- _YOUR OBJECTIVE_
Scan the material below for the string "Target", and copy every line where it shows up.
= Beginning of Section =
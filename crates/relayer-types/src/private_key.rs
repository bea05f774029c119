// Copyright 2022 Webb Technologies Inc.
//
// Licensed under the Apache License, Version 2.0 (the "License");
// you may not use this file except in compliance with the License.
// You may obtain a copy of the License at
//
// http://www.apache.org/licenses/LICENSE-2.0
//
// Unless required by applicable law or agreed to in writing, software
// distributed under the License is distributed on an "AS IS" BASIS,
// WITHOUT WARRANTIES OR CONDITIONS OF ANY KIND, either express or implied.
// See the License for the specific language governing permissions and
// limitations under the License.


use std::str::FromStr;

use ethereum_types::Secret;
use serde::Deserialize;

use crate::resolve_env_indirection;

/// The private key of the relay account.
///
/// Never printed: `Debug` hides the value and parse errors only mention the
/// length of the input.
#[derive(Clone)]
pub struct PrivateKey(Secret);

impl std::fmt::Debug for PrivateKey {
    fn fmt(&self, f: &mut std::fmt::Formatter<'_>) -> std::fmt::Result {
        f.debug_tuple("PrivateKey").finish()
    }
}

impl From<Secret> for PrivateKey {
    fn from(secret: Secret) -> Self {
        PrivateKey(secret)
    }
}

impl std::ops::Deref for PrivateKey {
    type Target = Secret;

    fn deref(&self) -> &Self::Target {
        &self.0
    }
}

impl FromStr for PrivateKey {
    type Err = String;

    fn from_str(value: &str) -> Result<Self, Self::Err> {
        let hex = value.trim();
        let digits = hex.strip_prefix("0x").unwrap_or(hex);
        if digits.len() != 64 {
            return Err(format!(
                "expected a 64 hex chars key (optionally 0x prefixed) but found {} chars",
                digits.len()
            ));
        }
        Secret::from_str(digits)
            .map(Self)
            .map_err(|_| String::from("private key is not valid hex"))
    }
}

impl<'de> Deserialize<'de> for PrivateKey {
    fn deserialize<D>(deserializer: D) -> Result<Self, D::Error>
    where
        D: serde::Deserializer<'de>,
    {
        struct PrivateKeyVistor;
        impl<'de> serde::de::Visitor<'de> for PrivateKeyVistor {
            type Value = PrivateKey;

            fn expecting(
                &self,
                formatter: &mut std::fmt::Formatter,
            ) -> std::fmt::Result {
                formatter.write_str(
                    "hex string or an env var containing a hex string in it",
                )
            }

            fn visit_str<E>(self, value: &str) -> Result<Self::Value, E>
            where
                E: serde::de::Error,
            {
                let resolved = resolve_env_indirection(value)
                    .map_err(serde::de::Error::custom)?;
                resolved.parse().map_err(serde::de::Error::custom)
            }
        }

        deserializer.deserialize_str(PrivateKeyVistor)
    }
}

#[cfg(test)]
mod tests {
    use super::*;

    // first default hardhat account.
    const HARDHAT_KEY: &str =
        "0xac0974bec39a17e36ba4a6b4d238ff944bacb478cbed5efcae784d7bf4f2ff80";

    #[test]
    fn parses_with_and_without_prefix() {
        let a: PrivateKey = HARDHAT_KEY.parse().unwrap();
        let b: PrivateKey = HARDHAT_KEY[2..].parse().unwrap();
        assert_eq!(a.as_bytes(), b.as_bytes());
        assert_eq!(format!("{a:?}"), "PrivateKey");
    }

    #[test]
    fn errors_do_not_echo_the_key() {
        let truncated = &HARDHAT_KEY[..40];
        let err = truncated.parse::<PrivateKey>().unwrap_err();
        assert!(!err.contains(&truncated[2..]));
    }

    #[test]
    fn reads_key_from_env() {
        std::env::set_var("TRACKLESS_TEST_PRIVATE_KEY", HARDHAT_KEY);
        let key: PrivateKey =
            serde_json::from_str("\"$TRACKLESS_TEST_PRIVATE_KEY\"").unwrap();
        assert_eq!(key.as_bytes()[0], 0xac);
    }
}
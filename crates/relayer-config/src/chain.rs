// Copyright 2022 Webb Technologies Inc.
//
// Licensed under the Apache License, Version 2.0 (the "License");
// you may not use this file except in compliance with the License.
// You may obtain a copy of the License at
//
// http://www.apache.org/licenses/LICENSE-2.0
//
// Unless required by applicable law or agreed to in writing, software
// distributed under the License is distributed on an "AS IS" BASIS,
// WITHOUT WARRANTIES OR CONDITIONS OF ANY KIND, either express or implied.
// See the License for the specific language governing permissions and
// limitations under the License.

use std::time::Duration;

use ethers::types::Address;
use serde::{Deserialize, Serialize};
use trackless_relayer_types::deserialize_env_or_str;
use trackless_relayer_types::private_key::PrivateKey;
use trackless_relayer_types::rpc_url::RpcUrl;

use crate::defaults;

/// ChainConfig is the configuration of the chain hosting the registry
/// contract, and of the account relaying reports to it.
#[derive(Debug, Clone, Deserialize, Serialize)]
#[serde(rename_all = "kebab-case")]
pub struct ChainConfig {
    /// String that groups configuration for this chain on a human-readable name.
    #[serde(default = "defaults::chain_name")]
    pub name: String,
    /// Http(s) Endpoint for quick Req/Res
    #[serde(skip_serializing)]
    pub http_endpoint: RpcUrl,
    /// Block Explorer for this chain.
    ///
    /// Optional, and only used for printing links to relayed transactions.
    #[serde(skip_serializing, default)]
    pub explorer: Option<url::Url>,
    /// chain specific id (output of chainId opcode on EVM networks)
    #[serde(default = "defaults::chain_id")]
    pub chain_id: u64,
    /// Address of the registry contract.
    ///
    /// Either the address itself or `$NAME` of an env var holding it.
    #[serde(deserialize_with = "deserialize_env_or_str")]
    pub contract_address: Address,
    /// The Private Key of the relay account on this network
    /// the format is:
    /// 1. if it starts with '$' then it would be considered as an Enviroment variable
    ///    of a hex-encoded private key.
    ///    Example: $OWNER_PRIVATE_KEY
    ///
    /// 2. otherwise a raw 32 bytes hex encoded private key, with or without
    ///    the `0x` prefix.
    #[serde(skip_serializing, default)]
    pub private_key: Option<PrivateKey>,
    /// Relay transaction settings.
    #[serde(default)]
    pub tx: RelayTxConfig,
    /// Timeout of view calls and block reads, in milliseconds.
    #[serde(default = "defaults::read_timeout_ms")]
    pub read_timeout_ms: u64,
    /// Timeout of nonce read, signing and broadcast, in milliseconds.
    #[serde(default = "defaults::submit_timeout_ms")]
    pub submit_timeout_ms: u64,
}

impl ChainConfig {
    /// Timeout of view calls and block reads.
    pub fn read_timeout(&self) -> Duration {
        Duration::from_millis(self.read_timeout_ms)
    }

    /// Timeout of a whole relay submission.
    pub fn submit_timeout(&self) -> Duration {
        Duration::from_millis(self.submit_timeout_ms)
    }

    /// Link to a transaction on the configured explorer, if any.
    pub fn explorer_tx_url(&self, tx_hash: &str) -> Option<url::Url> {
        self.explorer
            .as_ref()
            .and_then(|base| base.join(&format!("tx/{tx_hash}")).ok())
    }
}

/// Gas settings of the `submitReport` transactions.
#[derive(Debug, Clone, Deserialize, Serialize)]
#[serde(rename_all = "kebab-case")]
pub struct RelayTxConfig {
    /// Gas limit of every relay transaction.
    #[serde(default = "defaults::gas_limit")]
    pub gas_limit: u64,
    /// Legacy gas price, in gwei.
    #[serde(default = "defaults::gas_price_gwei")]
    pub gas_price_gwei: u64,
    /// Ask the node for the gas price instead of using `gas-price-gwei`.
    #[serde(default)]
    pub use_node_gas_price: bool,
}

impl Default for RelayTxConfig {
    fn default() -> Self {
        Self {
            gas_limit: defaults::gas_limit(),
            gas_price_gwei: defaults::gas_price_gwei(),
            use_node_gas_price: false,
        }
    }
}
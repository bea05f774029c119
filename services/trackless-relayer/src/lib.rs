// Copyright 2022 Webb Technologies Inc.
//
// Licensed under the Apache License, Version 2.0 (the "License");
// you may not use this file except in compliance with the License.
// You may obtain a copy of the License at
//
// http://www.apache.org/licenses/LICENSE-2.0
//
// Unless required by applicable law or agreed to in writing, software
// distributed under the License is distributed on an "AS IS" BASIS,
// WITHOUT WARRANTIES OR CONDITIONS OF ANY KIND, either express or implied.
// See the License for the specific language governing permissions and
// limitations under the License.

#![deny(unsafe_code)]
#![warn(missing_docs)]

//! # Trackless Relayer Crate 📡
//!
//! The trusted relay of the Trackless lost item network.
//!
//! ## Overview
//!
//! Trackers broadcast an anonymized identifier (EID). Phones that see a lost
//! tracker encrypt their location for the owner, upload the ciphertext and
//! report the sighting to the relayer. The relayer checks the report against
//! the registry contract, stores it once per scanner, and submits it on chain
//! with its own account, so scanners never pay gas and the registry only
//! accepts reports that went through these checks.
//!
//! The relayer never sees a plaintext location.
//!
//! # Features
//!
//! * `integration-tests`: Logs as JSON, easy to parse from tests. By default,
//!   this is disabled.

/// Router, server and startup probe of the relayer.
pub mod service;

pub use trackless_relayer_utils::{Error, Result};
= End of Section =
- _ANSWER AREA_
    type Target = Secret;
    fn deref(&self) -> &Self::Target {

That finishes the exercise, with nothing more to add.